ASSIGNMENT: Up to and including the line that contains "pub mod waha;", repeat each line of the data exactly, starting from the first.

EXERCISE MATERIALS:

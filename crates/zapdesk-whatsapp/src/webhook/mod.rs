// SPDX-FileCopyrightText: 2026 Zapdesk Contributors
// SPDX-License-Identifier: MIT OR Apache-2.0

//! Webhook decoders, one per gateway.
//!
//! Each decoder reads its provider's envelope, dispatches on the event name,
//! and decodes the event payload into typed structs before emitting
//! canonical [`zapdesk_core::InboundEvent`]s. Unknown events decode to an
//! empty batch.

pub mod baileys;
pub mod evolution;
pub mod meta;
pub mod waha;
pub mod wppconnect;

use serde::de::DeserializeOwned;
use serde_json::Value;

use zapdesk_core::{ConnectionStatus, MessageType, WebhookAdapter, ZapdeskError};
use zapdesk_core::types::Provider;

pub use baileys::BaileysWebhook;
pub use evolution::EvolutionWebhook;
pub use meta::MetaWebhook;
pub use waha::WahaWebhook;
pub use wppconnect::WppConnectWebhook;

/// The decoder for `provider`.
pub fn adapter_for(provider: Provider) -> Box<dyn WebhookAdapter> {
    match provider {
        Provider::Baileys => Box::new(BaileysWebhook),
        Provider::Evolution => Box::new(EvolutionWebhook),
        Provider::Waha => Box::new(WahaWebhook),
        Provider::WppConnect => Box::new(WppConnectWebhook),
        Provider::Meta => Box::new(MetaWebhook),
    }
}

/// Look a provider status up in its table; anything unknown is `Disconnected`.
pub(crate) fn lookup_status(table: &[(&str, ConnectionStatus)], raw: &str) -> ConnectionStatus {
    let raw = raw.trim();
    table
        .iter()
        .find(|(name, _)| name.eq_ignore_ascii_case(raw))
        .map(|(_, status)| *status)
        .unwrap_or(ConnectionStatus::Disconnected)
}

pub(crate) fn decode_body<T: DeserializeOwned>(body: &[u8]) -> Result<T, ZapdeskError> {
    serde_json::from_slice(body).map_err(|e| ZapdeskError::payload(format!("invalid JSON body: {e}")))
}

pub(crate) fn decode_value<T: DeserializeOwned>(event: &str, value: Value) -> Result<T, ZapdeskError> {
    serde_json::from_value(value)
        .map_err(|e| ZapdeskError::payload(format!("unexpected `{event}` payload: {e}")))
}

/// Unix seconds from a number, a numeric string, or milliseconds.
pub(crate) fn timestamp_secs(value: &Value) -> Option<i64> {
    let raw = match value {
        Value::Number(n) => n.as_i64()?,
        Value::String(s) => s.trim().parse().ok()?,
        _ => return None,
    };
    Some(if raw > 10_000_000_000 { raw / 1000 } else { raw })
}

/// Gateways return QR codes either as data URIs or bare base64 PNGs.
pub fn qr_data_uri(raw: &str) -> String {
    if raw.starts_with("data:") {
        raw.to_string()
    } else {
        format!("data:image/png;base64,{raw}")
    }
}

pub(crate) fn non_empty(value: Option<String>) -> Option<String> {
    value.filter(|s| !s.trim().is_empty())
}

/// Classify content from a provider type name (`ptt`, `image`, ...) or a MIME type.
pub(crate) fn message_type_from_hint(hint: Option<&str>, mime: Option<&str>) -> MessageType {
    let by_hint = hint.map(|h| match h.to_ascii_lowercase().as_str() {
        "image" | "sticker" | "imagemessage" | "stickermessage" => MessageType::Image,
        "ptt" | "audio" | "voice" | "audiomessage" => MessageType::Audio,
        "video" | "gif" | "videomessage" => MessageType::Video,
        "document" | "file" | "documentmessage" | "documentwithcaptionmessage" => {
            MessageType::Document
        }
        _ => MessageType::Text,
    });
    match (by_hint, mime) {
        (Some(t), _) if t != MessageType::Text => t,
        (_, Some(mime)) => {
            let family = mime.split('/').next().unwrap_or_default();
            match family {
                "image" => MessageType::Image,
                "audio" => MessageType::Audio,
                "video" => MessageType::Video,
                _ => MessageType::Document,
            }
        }
        _ => MessageType::Text,
    }
}

#[cfg(test)]
mod tests {
    use super::*;
    use serde_json::json;

    #[test]
    fn timestamps_accept_strings_and_millis() {
        assert_eq!(timestamp_secs(&json!(1_700_000_000)), Some(1_700_000_000));
        assert_eq!(timestamp_secs(&json!("1700000000")), Some(1_700_000_000));
        assert_eq!(timestamp_secs(&json!(1_700_000_000_123i64)), Some(1_700_000_000));
        assert_eq!(timestamp_secs(&json!({"low": 1})), None);
    }

    #[test]
    fn qr_codes_become_data_uris() {
        assert_eq!(qr_data_uri("iVBORw0"), "data:image/png;base64,iVBORw0");
        assert_eq!(qr_data_uri("data:image/png;base64,AAA"), "data:image/png;base64,AAA");
    }

    #[test]
    fn message_type_hints() {
        assert_eq!(message_type_from_hint(Some("ptt"), None), MessageType::Audio);
        assert_eq!(message_type_from_hint(Some("chat"), None), MessageType::Text);
        assert_eq!(message_type_from_hint(None, Some("application/pdf")), MessageType::Document);
        assert_eq!(message_type_from_hint(Some("chat"), Some("video/mp4")), MessageType::Video);
    }

    #[test]
    fn every_provider_has_an_adapter() {
        for provider in Provider::ALL {
            assert_eq!(adapter_for(provider).provider(), provider);
        }
    }
}
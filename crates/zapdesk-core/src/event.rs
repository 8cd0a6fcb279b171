// SPDX-FileCopyrightText: 2026 Zapdesk Contributors
// SPDX-License-Identifier: MIT OR Apache-2.0

//! Canonical, provider-agnostic webhook events.
//!
//! Provider adapters decode their own wire formats and emit [`Envelope`]s.
//! Nothing downstream of an adapter ever looks at raw provider JSON.

use serde::Serialize;

use crate::identity;
use crate::types::{ConnectionStatus, DeliveryStatus, MessageType};

/// How a webhook locates the [`crate::types::Connection`] it belongs to.
#[derive(Debug, Clone, PartialEq, Eq, Hash, Serialize)]
pub enum RouteKey {
    /// Match `session_data.sessionName` (falls back to the connection name).
    SessionName(String),
    /// Match the connection `name` column.
    ConnectionName(String),
    /// Match `session_data.phoneNumberId` (Meta Cloud API).
    PhoneNumberId(String),
}

impl RouteKey {
    /// The raw routing value, for logging.
    pub fn value(&self) -> &str {
        match self {
            RouteKey::SessionName(v) | RouteKey::ConnectionName(v) | RouteKey::PhoneNumberId(v) => v,
        }
    }
}

/// A batch of events that all target the same connection.
#[derive(Debug, Clone, PartialEq)]
pub struct Envelope {
    pub route: RouteKey,
    pub events: Vec<InboundEvent>,
}

impl Envelope {
    pub fn new(route: RouteKey, events: Vec<InboundEvent>) -> Self {
        Self { route, events }
    }

    pub fn single(route: RouteKey, event: InboundEvent) -> Self {
        Self {
            route,
            events: vec![event],
        }
    }
}

/// One normalized intent extracted from a webhook.
#[derive(Debug, Clone, PartialEq)]
pub enum InboundEvent {
    /// The provider session changed state.
    ConnectionStatusChanged {
        status: ConnectionStatus,
        phone_number: Option<String>,
    },
    /// A new QR code is waiting to be scanned. Always implies `Connecting`.
    QrCodeUpdated { qr_code: String },
    /// An inbound or outbound chat message.
    Message(InboundMessage),
    /// A delivery/read receipt for a message sent earlier.
    DeliveryReceipt(DeliveryReceipt),
}

impl InboundEvent {
    /// Short label used for logs and metrics.
    pub fn kind(&self) -> &'static str {
        match self {
            InboundEvent::ConnectionStatusChanged { .. } => "connection_status",
            InboundEvent::QrCodeUpdated { .. } => "qr_update",
            InboundEvent::Message(_) => "message",
            InboundEvent::DeliveryReceipt(_) => "delivery_receipt",
        }
    }
}

/// A chat message in canonical form.
#[derive(Debug, Clone, Default, PartialEq)]
pub struct InboundMessage {
    /// Remote address exactly as the provider sent it (JID, phone, or LID).
    pub remote_jid: String,
    /// Real phone number the provider sent alongside a LID address, if any.
    pub alt_phone: Option<String>,
    /// Display name reported by the sender's device.
    pub push_name: Option<String>,
    pub body: String,
    pub message_type: MessageType,
    pub media: Option<MediaRef>,
    /// Provider message id, the natural de-duplication key.
    pub external_id: Option<String>,
    /// Unix seconds as reported by the provider.
    pub timestamp: Option<i64>,
    pub from_me: bool,
}

impl InboundMessage {
    /// Group chats and broadcast lists never reach identity resolution.
    pub fn is_group_or_broadcast(&self) -> bool {
        identity::is_group_or_broadcast(&self.remote_jid)
    }

    /// Whether there is anything worth persisting.
    ///
    /// A media message counts even without a fetchable reference; it is
    /// stored with its type placeholder.
    pub fn has_content(&self) -> bool {
        !self.body.trim().is_empty()
            || self.media.is_some()
            || self.message_type != MessageType::Text
    }
}

/// Where the bytes of an attachment can be found.
#[derive(Debug, Clone, PartialEq)]
pub enum MediaRef {
    /// Base64 payload embedded in the webhook (optionally a `data:` URI).
    Inline {
        data: String,
        mime_type: Option<String>,
        filename: Option<String>,
    },
    /// A URL the gateway exposes for download.
    Remote {
        url: String,
        mime_type: Option<String>,
        filename: Option<String>,
    },
    /// A Meta Graph API media id that must be resolved to a URL first.
    MetaMediaId {
        media_id: String,
        mime_type: Option<String>,
        filename: Option<String>,
    },
}

impl MediaRef {
    pub fn mime_type(&self) -> Option<&str> {
        match self {
            MediaRef::Inline { mime_type, .. }
            | MediaRef::Remote { mime_type, .. }
            | MediaRef::MetaMediaId { mime_type, .. } => mime_type.as_deref(),
        }
    }

    pub fn filename(&self) -> Option<&str> {
        match self {
            MediaRef::Inline { filename, .. }
            | MediaRef::Remote { filename, .. }
            | MediaRef::MetaMediaId { filename, .. } => filename.as_deref(),
        }
    }

    /// Pick inline data over a URL; both forms show up in the same payloads.
    pub fn from_parts(
        base64: Option<String>,
        url: Option<String>,
        mime_type: Option<String>,
        filename: Option<String>,
    ) -> Option<MediaRef> {
        match (base64.filter(|b| !b.is_empty()), url.filter(|u| !u.is_empty())) {
            (Some(data), _) => Some(MediaRef::Inline {
                data,
                mime_type,
                filename,
            }),
            (None, Some(url)) if url.starts_with("data:") => Some(MediaRef::Inline {
                data: url,
                mime_type,
                filename,
            }),
            (None, Some(url)) => Some(MediaRef::Remote {
                url,
                mime_type,
                filename,
            }),
            (None, None) => None,
        }
    }
}

/// A per-message delivery receipt.
#[derive(Debug, Clone, PartialEq)]
pub struct DeliveryReceipt {
    pub external_id: String,
    pub status: DeliveryStatus,
    pub error: Option<String>,
}
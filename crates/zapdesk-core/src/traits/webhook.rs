// SPDX-FileCopyrightText: 2026 Zapdesk Contributors
// SPDX-License-Identifier: MIT OR Apache-2.0

//! Provider adapter trait: raw webhook body in, canonical envelopes out.

use crate::error::ZapdeskError;
use crate::event::Envelope;
use crate::types::Provider;

/// Stateless decoder for one gateway's webhook wire format.
///
/// Implementations must not perform I/O. An empty result means the payload
/// was understood but carries nothing actionable.
pub trait WebhookAdapter: Send + Sync {
    fn provider(&self) -> Provider;

    fn parse(&self, body: &[u8]) -> Result<Vec<Envelope>, ZapdeskError>;
}
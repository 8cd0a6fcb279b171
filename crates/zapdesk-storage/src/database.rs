// SPDX-FileCopyrightText: 2026 Zapdesk Contributors
// SPDX-License-Identifier: MIT OR Apache-2.0

//! Database connection management with PRAGMA setup, WAL mode, and lifecycle.
//!
//! All writes are serialized through tokio-rusqlite's single background thread.
//! Do NOT create additional Connection instances for writes.

use std::path::Path;

use tracing::debug;
use zapdesk_core::ZapdeskError;

use crate::migrations::run_migrations;

/// Handle to the CRM database.
///
/// Wraps one `tokio_rusqlite::Connection`; every query module goes through
/// [`Database::connection`], so all statements run on the same thread.
pub struct Database {
    conn: tokio_rusqlite::Connection,
}

impl Database {
    /// Open (or create) the database at `path` in WAL mode and run migrations.
    pub async fn open(path: &str) -> Result<Self, ZapdeskError> {
        Self::open_with(path, true).await
    }

    /// Open the database, choosing the journal mode explicitly.
    pub async fn open_with(path: &str, wal_mode: bool) -> Result<Self, ZapdeskError> {
        if let Some(parent) = Path::new(path).parent()
            && !parent.as_os_str().is_empty()
        {
            std::fs::create_dir_all(parent).map_err(|e| ZapdeskError::Storage {
                source: Box::new(e),
            })?;
        }

        let conn = tokio_rusqlite::Connection::open(path)
            .await
            .map_err(|e| ZapdeskError::Storage { source: Box::new(e) })?;

        conn.call(move |conn| -> Result<(), rusqlite::Error> {
            let journal = if wal_mode { "WAL" } else { "DELETE" };
            let _: String =
                conn.pragma_update_and_check(None, "journal_mode", journal, |row| row.get(0))?;
            conn.pragma_update(None, "synchronous", "NORMAL")?;
            conn.pragma_update(None, "foreign_keys", "ON")?;
            conn.pragma_update(None, "busy_timeout", 5000)?;
            Ok(())
        })
        .await
        .map_err(map_tr_err)?;

        conn.call(|conn| run_migrations(conn))
            .await
            .map_err(|e| match e {
                tokio_rusqlite::Error::Error(inner) => inner,
                other => ZapdeskError::Storage {
                    source: other.to_string().into(),
                },
            })?;

        debug!(path, wal_mode, "database opened");
        Ok(Self { conn })
    }

    /// The underlying single-writer connection.
    pub fn connection(&self) -> &tokio_rusqlite::Connection {
        &self.conn
    }

    /// Checkpoint the WAL so the main file is self-contained.
    pub async fn checkpoint(&self) -> Result<(), ZapdeskError> {
        self.conn
            .call(|conn| -> Result<(), rusqlite::Error> {
                conn.execute_batch("PRAGMA wal_checkpoint(TRUNCATE);")?;
                Ok(())
            })
            .await
            .map_err(map_tr_err)
    }
}

/// Convert a tokio-rusqlite error into the workspace error type.
pub fn map_tr_err(e: tokio_rusqlite::Error<rusqlite::Error>) -> ZapdeskError {
    ZapdeskError::Storage {
        source: Box::new(e),
    }
}

/// Turn a stored text column back into a typed enum.
pub(crate) fn parse_column<T>(idx: usize, value: String) -> Result<T, rusqlite::Error>
where
    T: std::str::FromStr,
    T::Err: std::error::Error + Send + Sync + 'static,
{
    value.parse::<T>().map_err(|e| {
        rusqlite::Error::FromSqlConversionFailure(idx, rusqlite::types::Type::Text, Box::new(e))
    })
}

#[cfg(test)]
mod tests {
    use super::*;
    use tempfile::tempdir;

    #[tokio::test]
    async fn open_creates_file_and_schema() {
        let dir = tempdir().unwrap();
        let path = dir.path().join("nested").join("crm.db");
        let db = Database::open(path.to_str().unwrap()).await.unwrap();
        assert!(path.exists());

        let tables: Vec<String> = db
            .connection()
            .call(|conn| -> Result<Vec<String>, rusqlite::Error> {
                let mut stmt = conn.prepare(
                    "SELECT name FROM sqlite_master WHERE type = 'table' ORDER BY name",
                )?;
                let names = stmt
                    .query_map([], |row| row.get(0))?
                    .collect::<Result<Vec<String>, _>>()?;
                Ok(names)
            })
            .await
            .unwrap();
        for table in ["connections", "contacts", "conversations", "messages", "campaigns"] {
            assert!(tables.iter().any(|t| t == table), "missing table {table}");
        }
    }

    #[tokio::test]
    async fn reopening_is_idempotent() {
        let dir = tempdir().unwrap();
        let path = dir.path().join("crm.db");
        let first = Database::open(path.to_str().unwrap()).await.unwrap();
        first.checkpoint().await.unwrap();
        drop(first);
        Database::open(path.to_str().unwrap()).await.unwrap();
    }

    #[tokio::test]
    async fn foreign_keys_are_enforced() {
        let dir = tempdir().unwrap();
        let db = Database::open(dir.path().join("fk.db").to_str().unwrap())
            .await
            .unwrap();
        let enabled: i64 = db
            .connection()
            .call(|conn| conn.query_row("PRAGMA foreign_keys", [], |row| row.get(0)))
            .await
            .map_err(map_tr_err)
            .unwrap();
        assert_eq!(enabled, 1);
    }
}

RESPONSE BELOW:
filename crates/zapdesk-whatsapp/src/webhook/mod.rs
// SPDX-FileCopyrightText: 2026 Zapdesk Contributors
// SPDX-License-Identifier: MIT OR Apache-2.0

//! Webhook decoders, one per gateway.
//!
//! Each decoder reads its provider's envelope, dispatches on the event name,
//! and decodes the event payload into typed structs before emitting
//! canonical [`zapdesk_core::InboundEvent`]s. Unknown events decode to an
//! empty batch.

pub mod baileys;
pub mod evolution;
pub mod meta;
pub mod waha;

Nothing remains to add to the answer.